A lot depends of course on your tone of voice and whether you want to risk sounding rude.


----------



## Peterlegrand

Nagyon köszi! Pontosan ezt akartam! 

I feel like your suggestions convey the message I want to get across - mildly annoyed but I don't want to insult my friend.


----------



## javamonkey

I have to disagree with András here,
The second and third examples he gave you are highly rude, and if you say "persze"
that actually means "yeah right", the same way in English, you can say "yeah, right" and really mean you agree
but most often if someone chooses to say "yeah, right" it actually means "I don't believe you".
In Hungarian I also don't know an equivalent to "whatever" but *persze is* *not the same, *because in English when you say whatever
it doesn't necessarily mean you disagree it just means you're disinterested. In Hungarian persze is a strong "Yes, of course".
so if you use it ironically it clearly means you in fact disagree, unlike whatever, which may or may not mean you actually doubt or disagree with the speaker.
A more closer equivalent to "whatever"
is say "Ja" and then stay silent. "Ja" is a sort of dismissive "Igen". It's not unpolite but it expresses a lack of interest, like "I heard you but you're kind of boring me".
The difference between "ja" + silence and "whatever" is only that "ja" can also simply just mean a colloquial "yes" in a context where "whatever" would not make any sense.
"elmentél a boltba?" ... "Ja." = "You went to the store?" ... "Yup."


----------



## francisgranada

_Hogyne.... Aha.... Na ja .... Ha te mondod .... Jól van .... Na jó ...._

(I don't say these examples fit the English "whatever", they are rather tips for sake of this discussion)

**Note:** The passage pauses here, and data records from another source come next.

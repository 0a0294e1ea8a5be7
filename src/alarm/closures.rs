//! Alarm transitions as merged closures.

use super::{
    AlarmEvent, AlarmState, Alarming, Armed, AuthenticationPresented, Disarmed,
    DoorIntrusionDetected,
};
use crate::overload::Overloaded;

/// The alarm transition function written as one inline closure per
/// handled `(state, event)` pair.
pub fn closure_transitions() -> Overloaded<AlarmState, AlarmEvent> {
    crate::overloaded![
        |s: &AlarmState, e: &AlarmEvent| {
            matches!(
                (s, e),
                (AlarmState::Disarmed(_), AlarmEvent::AuthenticationPresented(_))
            )
            .then_some(AlarmState::Armed(Armed))
        },
        |s: &AlarmState, e: &AlarmEvent| {
            matches!(
                (s, e),
                (AlarmState::Armed(_), AlarmEvent::AuthenticationPresented(_))
            )
            .then_some(AlarmState::Disarmed(Disarmed))
        },
        |s: &AlarmState, e: &AlarmEvent| {
            matches!(
                (s, e),
                (AlarmState::Alarming(_), AlarmEvent::AuthenticationPresented(_))
            )
            .then_some(AlarmState::Disarmed(Disarmed))
        },
        |s: &AlarmState, e: &AlarmEvent| {
            matches!(
                (s, e),
                (AlarmState::Armed(_), AlarmEvent::DoorIntrusionDetected(_))
            )
            .then_some(AlarmState::Alarming(Alarming))
        },
    ]
}

/// The alarm transition function written as equality rules.
pub fn rule_transitions() -> Overloaded<AlarmState, AlarmEvent> {
    Overloaded::new()
        .rule(Disarmed.into(), AuthenticationPresented.into(), Armed.into())
        .rule(Armed.into(), AuthenticationPresented.into(), Disarmed.into())
        .rule(Alarming.into(), AuthenticationPresented.into(), Disarmed.into())
        .rule(Armed.into(), DoorIntrusionDetected.into(), Alarming.into())
}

P.S. Hello Peterlegrand. What would you use in Slovak? Perhaps it could suggest us some better Hungarian equivalent ....


----------



## AndrasBP

javamonkey said:


> in English when you say whatever
> it doesn't necessarily mean you disagree it just means you're disinterested.


Thanks for clarifying that.

Still, I'd say that "persze, persze" *can *mean "whatever" because it might express something like "persze, persze, ezt már sokszor hallottam".
A lot depends here on context and intonation.


----------



## Peterlegrand

Good question francis!
I'd probably say something like
_(No) a ?  
Vieš komu hovor.. 
Fakt ma to netrápi._
But it's true that I'm also really struggling with finding a good Slovak equivalent.


----------